William Bateson, Beatrice Bateson and Florence Durham, 1906
Born (1869-04-06)6 April 1869
London, England
Died 25 June 1949(1949-06-25) (aged 80)
The University Women's Club, London, England
Fields Genetics
Institutions Royal Holloway College, Froebel Institute, Newnham College and National Institute for Medical Research
Alma mater Girton College, Cambridge

Florence Margaret Durham (6 April 1869 – 25 June 1949) was a British geneticist at Cambridge in the early 1900s and an advocate of the theory of Mendelian inheritance, at a time when it was still controversial.[1][2] She was part of an informal school of genetics at Cambridge led by her brother-in-law William Bateson.[1] Her work on the heredity of coat colours in mice and canaries helped to support and extend Mendel's law of heredity. It is also one of the first examples of epistasis.[3]

Early life and career

Florence Margaret Durham was born in London, one of six daughters of surgeon Arthur Edward Durham (1833–1895) and his wife Mary Ann Cantwell. Arthur Durham was an alcoholic and his wife was strongly opposed to alcohol.[4]

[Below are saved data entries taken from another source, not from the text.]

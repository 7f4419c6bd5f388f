use std::sync::Arc;

use crate::cascade::soft_delete_cascade_from_parent;
use crate::config::RepositoryConfig;
use crate::entity::{Entity, Row};
use crate::error::{FastgearError, Result};
use crate::pagination::{Page, Pagination};
use crate::query::{Criteria, DeleteQuery, FindOptions, FindQuery, NewRecord, UpdateOptions};
use crate::relation::load_related;
use crate::repository::{hydrate, hydrate_all, DeleteResult, Payload, RepositoryCore, UpdateResult};
use crate::schema::SchemaGraph;
use crate::session::{commit_or_flush, Session};

/// Blocking repository for `E`.
///
/// Every operation takes the session to run on; the repository itself only
/// holds the schema graph and configuration.
#[derive(Debug, Clone)]
pub struct SyncRepository<E> {
    core: RepositoryCore<E>,
}

impl<E: Entity> SyncRepository<E> {
    /// Fails when `E`'s table is not part of `graph`.
    pub fn new(graph: Arc<SchemaGraph>, config: RepositoryConfig) -> Result<Self> {
        Ok(Self {
            core: RepositoryCore::new(graph, config)?,
        })
    }

    pub fn graph(&self) -> &SchemaGraph {
        &self.core.graph
    }

    pub fn config(&self) -> &RepositoryConfig {
        &self.core.config
    }

    pub fn create<S: Session + ?Sized>(
        &self,
        session: &mut S,
        record: impl Into<NewRecord<E>>,
    ) -> Result<E> {
        let mut created = self.create_all(session, [record.into()])?;
        created
            .pop()
            .ok_or_else(|| FastgearError::Database("insert returned no row".into()))
    }

    /// Inserts every record in one statement and flushes.
    pub fn create_all<S, I, R>(&self, session: &mut S, records: I) -> Result<Vec<E>>
    where
        S: Session + ?Sized,
        I: IntoIterator<Item = R>,
        R: Into<NewRecord<E>>,
    {
        let statement = self.core.insert_statement(records);
        if statement.rows().is_empty() {
            return Ok(Vec::new());
        }
        let rows = session.insert(&statement)?;
        session.flush()?;
        hydrate_all(rows)
    }

    pub fn save<S: Session + ?Sized>(&self, session: &mut S) -> Result<()> {
        commit_or_flush(session)
    }

    pub fn find_one<S: Session + ?Sized>(
        &self,
        session: &mut S,
        criteria: impl Into<Criteria<FindOptions>>,
    ) -> Result<Option<E>> {
        let statement = self.core.select_first(criteria.into())?;
        let mut rows = session.query(&statement)?;
        load_related(session, &self.core.graph, &statement, &mut rows)?;
        rows.into_iter().next().map(hydrate).transpose()
    }

    /// Exactly one match, else `NotFound` or `MultipleFound`.
    pub fn find_one_or_fail<S: Session + ?Sized>(
        &self,
        session: &mut S,
        criteria: impl Into<Criteria<FindOptions>>,
    ) -> Result<E> {
        let statement = self.core.select_single(criteria.into())?;
        let mut rows = session.query(&statement)?;
        load_related(session, &self.core.graph, &statement, &mut rows)?;
        hydrate(self.core.single(rows)?)
    }

    pub fn find<S: Session + ?Sized>(
        &self,
        session: &mut S,
        query: impl Into<FindQuery>,
    ) -> Result<Vec<E>> {
        let statement = self.core.select(query.into())?;
        let mut rows = session.query(&statement)?;
        load_related(session, &self.core.graph, &statement, &mut rows)?;
        hydrate_all(rows)
    }

    /// Rows the query matches, ignoring its paging.
    pub fn count<S: Session + ?Sized>(
        &self,
        session: &mut S,
        query: impl Into<FindQuery>,
    ) -> Result<u64> {
        let statement = self.core.select(query.into())?;
        session.count(&statement)
    }

    /// One page of results and the total over all pages.
    pub fn find_and_count<S: Session + ?Sized>(
        &self,
        session: &mut S,
        query: impl Into<FindQuery>,
    ) -> Result<(Vec<E>, u64)> {
        let statement = self.core.select(query.into())?;
        let total = session.count(&statement)?;
        let mut rows = session.query(&statement)?;
        load_related(session, &self.core.graph, &statement, &mut rows)?;
        Ok((hydrate_all(rows)?, total))
    }

    pub fn paginate<S: Session + ?Sized>(
        &self,
        session: &mut S,
        pagination: Pagination,
    ) -> Result<Page<E>> {
        let (offset, size) = (pagination.offset(), pagination.take);
        let (items, total) = self.find_and_count(session, pagination)?;
        Ok(Page::from_offset(items, total, offset, size))
    }

    /// Sets the payload's fields on the matching rows that differ from it.
    ///
    /// An empty payload returns a zero result without running anything.
    /// When nothing changed because nothing matched, fails with `NotFound`.
    pub fn update<S: Session + ?Sized>(
        &self,
        session: &mut S,
        criteria: impl Into<Criteria<UpdateOptions>>,
        payload: impl Into<Payload>,
    ) -> Result<UpdateResult<E>> {
        let changes = payload.into().to_row();
        if changes.is_empty() {
            return Ok(UpdateResult::default());
        }
        let (update, probe) = self.core.update_statements(criteria.into(), &changes)?;
        let outcome = session.update(&update)?;
        if outcome.rows_affected == 0 {
            if session.count(&probe)? == 0 {
                return Err(self.core.not_found());
            }
            return Ok(UpdateResult::default());
        }
        self.save(session)?;
        Ok(UpdateResult {
            raw: hydrate_all(outcome.rows)?,
            affected: outcome.rows_affected,
            generated_maps: Vec::new(),
        })
    }

    /// Runs a prepared delete, or deletes the single row the criteria find.
    pub fn delete<S: Session + ?Sized>(
        &self,
        session: &mut S,
        query: impl Into<DeleteQuery>,
    ) -> Result<DeleteResult> {
        let statement = match query.into() {
            DeleteQuery::Statement(statement) => statement,
            DeleteQuery::Criteria(criteria) => {
                let statement = self.core.select_single(criteria)?;
                let row = self.core.single(session.query(&statement)?)?;
                self.core.delete_by_identity(&row)?
            }
        };
        let outcome = session.delete(&statement)?;
        self.save(session)?;
        Ok(DeleteResult {
            affected: outcome.rows_affected,
            raw: outcome.rows,
        })
    }

    /// Soft-deletes the matching rows and their dependents using the
    /// configured marker column.
    pub fn soft_delete<S: Session + ?Sized>(
        &self,
        session: &mut S,
        criteria: impl Into<Criteria<UpdateOptions>>,
    ) -> Result<UpdateResult<Row>> {
        let marker = self.core.marker().to_string();
        self.soft_delete_with_marker(session, criteria, &marker)
    }

    /// Soft delete inside a savepoint, rolled back if any step fails.
    pub fn soft_delete_with_marker<S: Session + ?Sized>(
        &self,
        session: &mut S,
        criteria: impl Into<Criteria<UpdateOptions>>,
        marker_column: &str,
    ) -> Result<UpdateResult<Row>> {
        let table = self.core.table();
        session.begin_nested()?;
        let result = soft_delete_cascade_from_parent(
            session,
            &self.core.graph,
            table.name(),
            criteria,
            marker_column,
        );
        match result {
            Ok(result) => {
                session.release_nested()?;
                self.save(session)?;
                Ok(result)
            }
            Err(err) => {
                if let Err(rollback) = session.rollback_nested() {
                    log::error!("rollback after failed soft delete on {} failed: {rollback}", table.name());
                }
                Err(err)
            }
        }
    }

    /// Reads `entity` again by primary key, soft-deleted or not.
    pub fn refresh<S: Session + ?Sized>(&self, session: &mut S, entity: &E) -> Result<E> {
        let statement = self.core.refresh_statement(entity)?;
        hydrate(self.core.single(session.query(&statement)?)?)
    }
}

In 1891, Florence Durham started a second class honours degree in Physiology at Girton College.[2] She lectured in Biology at Royal Holloway College and the Froebel Institute in London from 1893 to 1899.[2] She also lectured in physiology at Newnham College.[2] From 1900 to 1910, she was a demonstrator in Physiology at the Balfour Laboratory.[2]

Towards the end of the 19th century, female students were still facing resistance from Cambridge academics, including a move by some scientists to prevent them from taking introductory biology courses. A letter from Durham published in the Girton Review called on the women's colleges Girton and Newnham to "encourage advanced and research work and thus to show the world that women mean to do serious work and have higher aims in view than mere success in examination." The colleges responded to this and other pressure by raising money for more research fellowships.[2]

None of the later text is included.